Magic and superstition has always been a stereotype that many people associate with Southern Italian people. There are multiple examples in the Levi’s book that shows how connected and involved magic is to their lives. The peasants use magic to explain a lot of events that have happened to help them deal with loss. These people only have what the earth gives them and this serves as their safety net. They believe that many animals possess a sort of power or magical quality about them.

“The peasants say that there is something satanic about goats.

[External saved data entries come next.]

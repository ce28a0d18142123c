//! Rolling average of finesse values for display.

use serde::{Deserialize, Serialize};
use std::collections::VecDeque;

/// Mean and spread over the current window
#[derive(Debug, Clone, Copy, PartialEq, Serialize, Deserialize)]
pub struct FinesseStatistics {
    /// Mean finesse
    pub mean: f64,
    /// Population standard deviation
    pub std_dev: f64,
    /// Values in the window
    pub sample_count: usize,
}

/// Keeps the last `window` positive finesse values.
///
/// Zero (inconclusive fit) and negative values are skipped so they do not drag the
/// average down.
#[derive(Debug, Clone)]
pub struct FinesseAverager {
    window: usize,
    history: VecDeque<f64>,
}

impl FinesseAverager {
    /// Averager over at most `window` values (at least one)
    pub fn new(window: usize) -> Self {
        let window = window.max(1);
        Self {
            window,
            history: VecDeque::with_capacity(window),
        }
    }

    /// Adds a value; returns whether it was accepted
    pub fn push(&mut self, finesse: f64) -> bool {
        if !finesse.is_finite() || finesse <= 0.0 {
            return false;
        }
        self.history.push_back(finesse);
        while self.history.len() > self.window {
            self.history.pop_front();
        }
        true
    }

    /// `None` while the window is empty
    pub fn statistics(&self) -> Option<FinesseStatistics> {
        if self.history.is_empty() {
            return None;
        }
        let n = self.history.len() as f64;
        let mean = self.history.iter().sum::<f64>() / n;
        let variance = self.history.iter().map(|v| (v - mean).powi(2)).sum::<f64>() / n;

        Some(FinesseStatistics {
            mean,
            std_dev: variance.sqrt(),
            sample_count: self.history.len(),
        })
    }

    /// Values currently held
    pub fn len(&self) -> usize {
        self.history.len()
    }

    /// Nothing accepted yet
    pub fn is_empty(&self) -> bool {
        self.history.is_empty()
    }

    /// Maximum number of values
    pub fn window(&self) -> usize {
        self.window
    }

    /// Drop every value
    pub fn reset(&mut self) {
        self.history.clear();
    }
}
//! Integration tests for the acquisition scheduler
//!
//! Timer-driven tests run on a paused clock, so every refresh interval elapses
//! deterministically.

use finesse_daq::acquisition::{AcquisitionScheduler, AcquisitionState, ScopeSettings};
use finesse_daq::hardware::mock::{MockOscilloscope, ScopeCall};
use std::sync::Arc;
use std::time::Duration;
use tokio::time::sleep;

fn scope() -> Arc<MockOscilloscope> {
    Arc::new(MockOscilloscope::with_settings(1e-3, 200))
}

#[tokio::test(start_paused = true)]
async fn test_loop_refreshes_until_stopped() {
    let scope = scope();
    let scheduler = AcquisitionScheduler::new(scope.clone(), 200);

    scheduler.start_acquisition(1, 200).await.unwrap();
    assert_eq!(scheduler.state(), AcquisitionState::Running);
    assert!(scope.is_running().await);
    assert_eq!(scope.read_count(), 1);

    sleep(Duration::from_millis(1100)).await;
    assert_eq!(scope.read_count(), 6);

    scheduler.stop_acquisition();
    assert_eq!(scheduler.state(), AcquisitionState::Idle);
    sleep(Duration::from_millis(1000)).await;
    assert_eq!(scope.read_count(), 6, "stopped loop must not re-arm");
}

#[tokio::test(start_paused = true)]
async fn test_restart_never_runs_two_loops() {
    let scope = scope();
    let scheduler = AcquisitionScheduler::new(scope.clone(), 200);

    scheduler.start_acquisition(1, 200).await.unwrap();
    scheduler.stop_acquisition();
    scheduler.start_acquisition(1, 200).await.unwrap();

    sleep(Duration::from_millis(500)).await;
    // two single shots plus refreshes at 200 and 400 ms
    assert_eq!(scope.read_count(), 4);
}

#[tokio::test(start_paused = true)]
async fn test_empty_read_becomes_placeholder() {
    let scope = scope();
    let scheduler = AcquisitionScheduler::new(scope.clone(), 50);
    let mut traces = scheduler.subscribe().await;

    scope.inject_empty_reads(1);
    scheduler.start_acquisition(1, 100).await.unwrap();

    let first = traces.recv().await.unwrap();
    assert_eq!(first.len(), 200);
    assert!(!first.is_flat_zero());

    let placeholder = traces.recv().await.unwrap();
    assert_eq!(placeholder.len(), 50);
    assert!(placeholder.is_flat_zero());
    assert_eq!(placeholder.time_axis()[0], 0.0);
    assert_eq!(placeholder.time_axis()[49], 1.0);

    let next = traces.recv().await.unwrap();
    assert_eq!(next.len(), 200);
    scheduler.stop_acquisition();
}

#[tokio::test(start_paused = true)]
async fn test_retrieval_error_rearms() {
    let scope = scope();
    let scheduler = AcquisitionScheduler::new(scope.clone(), 200);

    scheduler.start_acquisition(1, 200).await.unwrap();
    scope.inject_read_failures(1);

    sleep(Duration::from_millis(500)).await;
    // the read at 200 ms failed, the one at 400 ms succeeded
    assert_eq!(scope.read_count(), 2);
    assert_eq!(scheduler.state(), AcquisitionState::Running);
    scheduler.stop_acquisition();
}

#[tokio::test]
async fn test_failed_start_stays_idle() {
    let scope = scope();
    scope.inject_read_failures(1);
    let scheduler = AcquisitionScheduler::new(scope.clone(), 200);

    assert!(scheduler.start_acquisition(1, 200).await.is_err());
    assert_eq!(scheduler.state(), AcquisitionState::Idle);
    assert!(!scope.is_running().await);
}

#[tokio::test(start_paused = true)]
async fn test_settings_update_restarts_running_acquisition() {
    let scope = scope();
    let scheduler = AcquisitionScheduler::new(scope.clone(), 200);
    scheduler.start_acquisition(2, 300).await.unwrap();

    let settings = ScopeSettings {
        timebase_s: 2e-3,
        record_length: 500,
        vertical_scale_v: 0.05,
    };
    scheduler.update_scope_settings(settings).await.unwrap();

    assert_eq!(
        scope.calls().await,
        vec![
            ScopeCall::RunContinuous(2),
            ScopeCall::SetTimebase(2e-3),
            ScopeCall::SetRecordLength(500),
            ScopeCall::SetVerticalScale(2, 0.05),
            ScopeCall::RunContinuous(2),
        ]
    );
    assert_eq!(scheduler.state(), AcquisitionState::Running);
    assert_eq!(scheduler.channel_and_interval().await, (2, 300));

    let latest = scheduler.latest_trace().await.unwrap();
    assert_eq!(latest.len(), 500);

    sleep(Duration::from_millis(650)).await;
    // two single shots, then refreshes at 300 and 600 ms from the restarted loop only
    assert_eq!(scope.read_count(), 4);
    scheduler.stop_acquisition();
}

#[tokio::test]
async fn test_settings_update_when_idle_pushes_directly() {
    let scope = scope();
    let scheduler = AcquisitionScheduler::new(scope.clone(), 200);

    let settings = ScopeSettings {
        timebase_s: 5e-3,
        record_length: 1000,
        vertical_scale_v: 0.02,
    };
    scheduler.update_scope_settings(settings).await.unwrap();

    assert_eq!(
        scope.calls().await,
        vec![
            ScopeCall::SetTimebase(5e-3),
            ScopeCall::SetRecordLength(1000),
            ScopeCall::SetVerticalScale(1, 0.02),
        ]
    );
    assert_eq!(scheduler.state(), AcquisitionState::Idle);
    assert_eq!(scope.read_count(), 0);
}

#[tokio::test]
async fn test_shutdown_stops_the_instrument() {
    let scope = scope();
    let scheduler = AcquisitionScheduler::new(scope.clone(), 200);
    scheduler.start_acquisition(1, 200).await.unwrap();

    scheduler.shutdown().await.unwrap();
    assert_eq!(scheduler.state(), AcquisitionState::Idle);
    assert!(!scope.is_running().await);
    assert_eq!(scope.calls().await.last(), Some(&ScopeCall::Stop));
}
//! Finesse and its propagated error from fitted line parameters.
//!
//! Errors are summed linearly (worst case), and the spread of two splittings is their
//! population standard deviation. The formulas are kept exactly as used on the bench so
//! that numbers stay comparable with earlier measurement runs.

use serde::{Deserialize, Serialize};

use super::calibration::{CalibrationSession, CalibrationWavelengths, Step1Calibration};
use super::fsr::FreeSpectralRange;
use crate::error::AppResult;
use crate::fitting::{FitModel, FitResult};

/// Finesse and its uncertainty
#[derive(Debug, Clone, Copy, Default, PartialEq, Serialize, Deserialize)]
pub struct FinesseResult {
    /// Finesse (dimensionless)
    pub finesse: f64,
    /// Propagated uncertainty
    pub error: f64,
}

impl FinesseResult {
    /// No finesse available (inconclusive fit or a model without one)
    pub const NONE: FinesseResult = FinesseResult {
        finesse: 0.0,
        error: 0.0,
    };

    /// Finesse with its error
    pub fn new(finesse: f64, error: f64) -> Self {
        Self { finesse, error }
    }

    /// Whether this is exactly [`FinesseResult::NONE`]
    pub fn is_none(&self) -> bool {
        *self == Self::NONE
    }
}

/// Outcome of [`derive_finesse`]
#[derive(Debug, Clone, Copy, PartialEq)]
pub struct Derivation {
    /// Finesse and error
    pub finesse: FinesseResult,
    /// MHz per time unit, for the sideband-calibrated models
    pub conversion: Option<f64>,
}

impl Derivation {
    fn none() -> Self {
        Self {
            finesse: FinesseResult::NONE,
            conversion: None,
        }
    }
}

/// Sideband-calibrated finesse plus the calibration it used
#[derive(Debug, Clone, Copy, PartialEq)]
pub struct SidebandFinesse {
    /// Finesse and error
    pub finesse: FinesseResult,
    /// Splittings and conversion factor of this fit
    pub calibration: Step1Calibration,
}

fn mean2(a: f64, b: f64) -> f64 {
    (a + b) / 2.0
}

fn pstd2(a: f64, b: f64) -> f64 {
    (a - b).abs() / 2.0
}

/// Two peaks one FSR apart: `Splitting / FWHM` of each line, averaged
pub fn two_peak_finesse(result: &FitResult) -> AppResult<FinesseResult> {
    let splitting = result.value("Splitting")?;
    let r0 = splitting / result.value("FWHM 0")?;
    let r1 = splitting / result.value("FWHM 1")?;
    Ok(FinesseResult::new(mean2(r0, r1), pstd2(r0, r1)))
}

/// Carrier with two modulation sidebands at `±eom_mhz`
///
/// The sideband splitting calibrates the time axis; the carrier (`FWHM 1`) gives the
/// linewidth.
pub fn sideband_finesse(
    result: &FitResult,
    fsr: FreeSpectralRange,
    eom_mhz: f64,
) -> AppResult<SidebandFinesse> {
    let left = result.value("Splitting left")?;
    let right = result.value("Splitting right")?;
    let fwhm = result.get("FWHM 1")?;

    let conversion = eom_mhz / mean2(left, right);
    let linewidth = fwhm.value * conversion;
    let finesse = fsr.value_ghz * 1e3 / linewidth;
    let error = fsr.value_ghz / (fwhm.value * eom_mhz) * pstd2(left, right)
        + fsr.error_ghz * 1e3 / linewidth
        + fsr.value_ghz * 1e3 / (fwhm.value.powi(2) * conversion) * fwhm.error;

    Ok(SidebandFinesse {
        finesse: FinesseResult::new(finesse, error),
        calibration: Step1Calibration {
            converted_splitting: conversion,
            splitting_left: left,
            splitting_right: right,
        },
    })
}

/// Single line at the second wavelength, calibrated by a stored step 1
pub fn step2_finesse(
    result: &FitResult,
    fsr: FreeSpectralRange,
    eom_mhz: f64,
    step1: &Step1Calibration,
    wavelengths: CalibrationWavelengths,
) -> AppResult<FinesseResult> {
    let fwhm = result.get("FWHM")?;

    let adjusted = wavelengths.ratio_squared() * step1.converted_splitting;
    let linewidth = fwhm.value * adjusted;
    let finesse = fsr.value_ghz * 1e3 / linewidth;
    let error = fsr.value_ghz / (fwhm.value * eom_mhz)
        * pstd2(step1.splitting_left, step1.splitting_right)
        + fsr.error_ghz * 1e3 / linewidth
        + fsr.value_ghz * 1e3 / (fwhm.value.powi(2) * adjusted) * fwhm.error;

    Ok(FinesseResult::new(finesse, error))
}

/// Dispatch on the fit model. A step 1 fit records its calibration in `session`.
pub fn derive_finesse(
    model: FitModel,
    result: &FitResult,
    fsr: FreeSpectralRange,
    eom_mhz: f64,
    session: &mut CalibrationSession,
) -> AppResult<Derivation> {
    match model {
        FitModel::TwoLorentzianPeaks => Ok(Derivation {
            finesse: two_peak_finesse(result)?,
            conversion: None,
        }),
        FitModel::PeakWithSidebands | FitModel::SidebandsStep1 => {
            let derived = sideband_finesse(result, fsr, eom_mhz)?;
            if model == FitModel::SidebandsStep1 {
                session.record_step1(derived.calibration);
            }
            Ok(Derivation {
                finesse: derived.finesse,
                conversion: Some(derived.calibration.converted_splitting),
            })
        }
        FitModel::SidebandsStep2 => {
            let step1 = *session.step1()?;
            Ok(Derivation {
                finesse: step2_finesse(result, fsr, eom_mhz, &step1, session.wavelengths())?,
                conversion: None,
            })
        }
        FitModel::NoFit | FitModel::LorentzianPeak | FitModel::ThreeLorentzianPeaks => {
            Ok(Derivation::none())
        }
    }
}
//! Conversions from external infrastructure errors into domain errors.

use cleanplayer_domain::CleanPlayerError;
use keyring::Error as KeyringError;
use reqwest::Error as HttpError;
use reqwest::StatusCode;
use rusqlite::Error as SqlError;

/// Error newtype that keeps conversions on the infrastructure side and can be
/// converted back into the domain error.
#[derive(Debug)]
pub struct InfraError(pub CleanPlayerError);

impl From<InfraError> for CleanPlayerError {
    fn from(value: InfraError) -> Self {
        value.0
    }
}

impl From<CleanPlayerError> for InfraError {
    fn from(value: CleanPlayerError) -> Self {
        InfraError(value)
    }
}

trait IntoCleanPlayerError {
    fn into_cleanplayer(self) -> CleanPlayerError;
}

/// Map a non-success HTTP status onto the domain error taxonomy.
///
/// `context` names the endpoint, `body` is appended when non-empty.
#[must_use]
pub fn status_error(context: &str, status: StatusCode, body: &str) -> CleanPlayerError {
    let mut message = format!(
        "{context} returned HTTP {} {}",
        status.as_u16(),
        status.canonical_reason().unwrap_or("unknown status")
    );
    let body = body.trim();
    if !body.is_empty() {
        message.push_str(": ");
        message.push_str(body);
    }

    match status.as_u16() {
        401 | 403 => CleanPlayerError::Auth(message),
        404 => CleanPlayerError::NotFound(message),
        429 => CleanPlayerError::Network(message),
        400..=499 => CleanPlayerError::InvalidInput(message),
        _ => CleanPlayerError::Network(message),
    }
}

/* -------------------------------------------------------------------------- */
/* rusqlite::Error → CleanPlayerError */
/* -------------------------------------------------------------------------- */

impl IntoCleanPlayerError for SqlError {
    fn into_cleanplayer(self) -> CleanPlayerError {
        use rusqlite::ffi::ErrorCode;
        use rusqlite::Error as RE;

        match self {
            RE::SqliteFailure(err, maybe_message) => {
                let message = maybe_message.unwrap_or_default();
                match (err.code, err.extended_code) {
                    (ErrorCode::DatabaseBusy, _) => {
                        CleanPlayerError::Storage("database is busy".into())
                    }
                    (ErrorCode::DatabaseLocked, _) => {
                        CleanPlayerError::Storage("database is locked".into())
                    }
                    (ErrorCode::CannotOpen, _) => {
                        CleanPlayerError::Storage(format!("unable to open database: {message}"))
                    }
                    (ErrorCode::ConstraintViolation, 2067) => {
                        CleanPlayerError::Storage("unique constraint violation".into())
                    }
                    _ => CleanPlayerError::Storage(format!(
                        "sqlite failure {:?} (code {}): {}",
                        err.code, err.extended_code, message
                    )),
                }
            }
            RE::QueryReturnedNoRows => {
                CleanPlayerError::NotFound("no rows returned by query".into())
            }
            RE::FromSqlConversionFailure(_, _, cause) => {
                CleanPlayerError::Storage(format!("failed to convert sqlite value: {cause}"))
            }
            RE::InvalidColumnType(_, _, ty) => {
                CleanPlayerError::Storage(format!("invalid column type: {ty}"))
            }
            RE::InvalidPath(path) => CleanPlayerError::Config(format!(
                "invalid database path: {}",
                path.to_string_lossy()
            )),
            other => CleanPlayerError::Storage(other.to_string()),
        }
    }
}

impl From<SqlError> for InfraError {
    fn from(value: SqlError) -> Self {
        InfraError(value.into_cleanplayer())
    }
}

/* -------------------------------------------------------------------------- */
/* keyring::Error → CleanPlayerError */
/* -------------------------------------------------------------------------- */

impl IntoCleanPlayerError for KeyringError {
    fn into_cleanplayer(self) -> CleanPlayerError {
        use KeyringError::*;

        let description = self.to_string();

        match self {
            NoEntry => CleanPlayerError::NotFound("keychain entry not found".into()),
            BadEncoding(_) => {
                CleanPlayerError::Storage("keychain value is not valid UTF-8".into())
            }
            TooLong(name, limit) => CleanPlayerError::InvalidInput(format!(
                "keychain attribute '{name}' exceeds platform limit ({limit})"
            )),
            Invalid(attr, reason) => CleanPlayerError::InvalidInput(format!(
                "keychain attribute '{attr}' is invalid: {reason}"
            )),
            PlatformFailure(err) => {
                CleanPlayerError::Storage(format!("keychain platform error: {err}"))
            }
            NoStorageAccess(err) => {
                CleanPlayerError::Storage(format!("unable to access secure storage: {err}"))
            }
            _ => CleanPlayerError::Storage(description),
        }
    }
}

impl From<KeyringError> for InfraError {
    fn from(value: KeyringError) -> Self {
        InfraError(value.into_cleanplayer())
    }
}

/* -------------------------------------------------------------------------- */
/* reqwest::Error → CleanPlayerError */
/* -------------------------------------------------------------------------- */

impl IntoCleanPlayerError for HttpError {
    fn into_cleanplayer(self) -> CleanPlayerError {
        if self.is_timeout() {
            return CleanPlayerError::Network("HTTP request timed out".into());
        }

        if self.is_connect() {
            return CleanPlayerError::Network("HTTP connection failure".into());
        }

        if self.is_decode() {
            return CleanPlayerError::InvalidInput(format!("malformed response body: {self}"));
        }

        if let Some(status) = self.status() {
            return status_error("HTTP request", status, "");
        }

        CleanPlayerError::Network(self.to_string())
    }
}

impl From<HttpError> for InfraError {
    fn from(value: HttpError) -> Self {
        InfraError(value.into_cleanplayer())
    }
}

#[cfg(test)]
mod tests {
    use reqwest::Client;
    use rusqlite::ffi::{Error as FfiError, ErrorCode};
    use wiremock::matchers::method;
    use wiremock::{Mock, MockServer, ResponseTemplate};

    use super::*;

    #[test]
    fn sqlite_busy_maps_to_storage_error() {
        let err = SqlError::SqliteFailure(
            FfiError { code: ErrorCode::DatabaseBusy, extended_code: 5 },
            Some("database is locked".into()),
        );

        let mapped: CleanPlayerError = InfraError::from(err).into();
        match mapped {
            CleanPlayerError::Storage(msg) => assert!(msg.contains("busy")),
            other => panic!("expected storage error, got {other:?}"),
        }
    }

    #[test]
    fn keyring_no_entry_maps_to_not_found() {
        let mapped: CleanPlayerError = InfraError::from(KeyringError::NoEntry).into();
        match mapped {
            CleanPlayerError::NotFound(msg) => assert!(msg.contains("keychain")),
            other => panic!("expected not found, got {other:?}"),
        }
    }

    #[test]
    fn status_error_classifies_by_code() {
        assert!(matches!(
            status_error("profile", StatusCode::UNAUTHORIZED, ""),
            CleanPlayerError::Auth(_)
        ));
        assert!(matches!(
            status_error("profile", StatusCode::NOT_FOUND, ""),
            CleanPlayerError::NotFound(_)
        ));
        assert!(matches!(
            status_error("profile", StatusCode::TOO_MANY_REQUESTS, ""),
            CleanPlayerError::Network(_)
        ));
        assert!(matches!(
            status_error("profile", StatusCode::BAD_REQUEST, ""),
            CleanPlayerError::InvalidInput(_)
        ));

        let err = status_error("users table", StatusCode::BAD_GATEWAY, " upstream down ");
        assert_eq!(
            err,
            CleanPlayerError::Network(
                "users table returned HTTP 502 Bad Gateway: upstream down".to_string()
            )
        );
    }

    #[tokio::test]
    async fn http_status_401_maps_to_auth_error() {
        let server = MockServer::start().await;
        Mock::given(method("GET"))
            .respond_with(ResponseTemplate::new(401))
            .mount(&server)
            .await;

        let client = Client::builder().no_proxy().build().unwrap();
        let error = client.get(server.uri()).send().await.unwrap().error_for_status().unwrap_err();

        let mapped: CleanPlayerError = InfraError::from(error).into();
        match mapped {
            CleanPlayerError::Auth(msg) => assert!(msg.contains("401")),
            other => panic!("expected auth error, got {other:?}"),
        }
    }
}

This is true of all the animal world, and of the goat in particular. Not that it is wicked or has anything to do with the devils of the Christian religion, in spite of the fact that they often show themselves in its guise. It is demoniacal like every living thing, and even more so than the rest, because some strange power lurks behind its animal exterior. To the peasants the goat represents the ancient satyr, indeed a living satyr, lean and hungry, with curling horns, a crooked nose, and pendulous teats or male organ; a poor, hairy, brotherly, wild satyr, looking for grass on the edge of a precipice (Levi 68).”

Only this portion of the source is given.